INFORMATION PROVIDED: Begin
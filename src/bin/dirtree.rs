//! CLI entry point for the tree renderer

use std::ffi::OsString;
use std::path::PathBuf;
use std::process;

use clap::Parser;
use dirsweep::cli::{ColorMode, Switch, normalize_args, should_use_color};
use dirsweep::fs::absolute;
use dirsweep::{Error, JsonLines, LocalFs, OutputConfig, TreeConfig, TreePrinter, render};

const SWITCHES: &[Switch] = &[
    Switch::valued("f"),
    Switch::valued("fold"),
    Switch::flag("a"),
    Switch::flag("ascii"),
    Switch::flag("json"),
    Switch::valued("color"),
    Switch::flag("h"),
    Switch::flag("help"),
    Switch::flag("V"),
    Switch::flag("version"),
];

#[derive(Parser, Debug)]
#[command(name = "dirtree")]
#[command(about = "Show the contents of a directory as a tree")]
#[command(
    after_help = "Directories named by -fold are listed with a trailing '...' but their content \
                  is not shown. Each folded name needs its own switch, e.g. \
                  dirtree -f .git -f target src"
)]
#[command(version)]
struct Args {
    /// Directory to display
    paths: Vec<PathBuf>,

    /// Do not show the content of directories with this name (can be used multiple times)
    #[arg(short = 'f', long = "fold", value_name = "DIR", allow_hyphen_values = true)]
    fold: Vec<String>,

    /// Draw the tree with plain ASCII characters
    #[arg(short = 'a', long = "ascii")]
    ascii: bool,

    /// Emit one JSON object per line instead of text
    #[arg(long)]
    json: bool,

    /// Control color output: auto, always, never
    #[arg(long = "color", value_name = "WHEN", default_value = "auto")]
    color: ColorMode,
}

fn main() {
    let normalized = normalize_args(std::env::args_os().skip(1), SWITCHES);
    for arg in &normalized.unrecognized {
        eprintln!("dirtree: unexpected command line argument '{}'", arg);
    }
    let args = Args::parse_from(std::iter::once(OsString::from("dirtree")).chain(normalized.args));

    let mut paths = args.paths.iter();
    let target = paths.next().cloned().unwrap_or_else(|| PathBuf::from("."));
    for extra in paths {
        eprintln!(
            "dirtree: unexpected command line argument '{}'",
            extra.display()
        );
    }

    let config = TreeConfig {
        folded: args.fold.iter().cloned().collect(),
        ascii: args.ascii,
    };
    let root = absolute(&target);

    let walk = match render(&LocalFs, &root, &config) {
        Ok(walk) => walk,
        Err(Error::Configuration(err)) => {
            eprintln!("dirtree: cannot access '{}': {}", target.display(), reason(&err));
            process::exit(1);
        }
        Err(e) => {
            eprintln!("dirtree: {}", e);
            process::exit(1);
        }
    };

    let result = if args.json {
        let mut output = JsonLines::stdout();
        walk.map(|line| {
            let line = line?;
            output.write(&line).map_err(Error::Output)
        })
        .collect::<dirsweep::Result<()>>()
        .and_then(|_| output.flush().map_err(Error::Output))
    } else {
        let mut output = TreePrinter::stdout(OutputConfig {
            use_color: should_use_color(args.color),
        });
        walk.map(|line| {
            let line = line?;
            output.print_line(&line).map_err(Error::Output)
        })
        .collect::<dirsweep::Result<()>>()
        .and_then(|_| output.flush().map_err(Error::Output))
    };

    if let Err(e) = result {
        eprintln!("dirtree: {}", e);
        process::exit(1);
    }
}

fn reason(err: &dirsweep::ConfigError) -> &'static str {
    match err {
        dirsweep::ConfigError::MissingRoot(_) => "No such file or directory",
        dirsweep::ConfigError::NotADirectory(_) => "Not a directory",
    }
}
INFORMATION PROVIDED: End
ACTION ITEM: Show all lines from the data that contain "reason".

SOLUTION TO THIS TASK:
            eprintln!("dirtree: cannot access '{}': {}", target.display(), reason(&err));
fn reason(err: &dirsweep::ConfigError) -> &'static str {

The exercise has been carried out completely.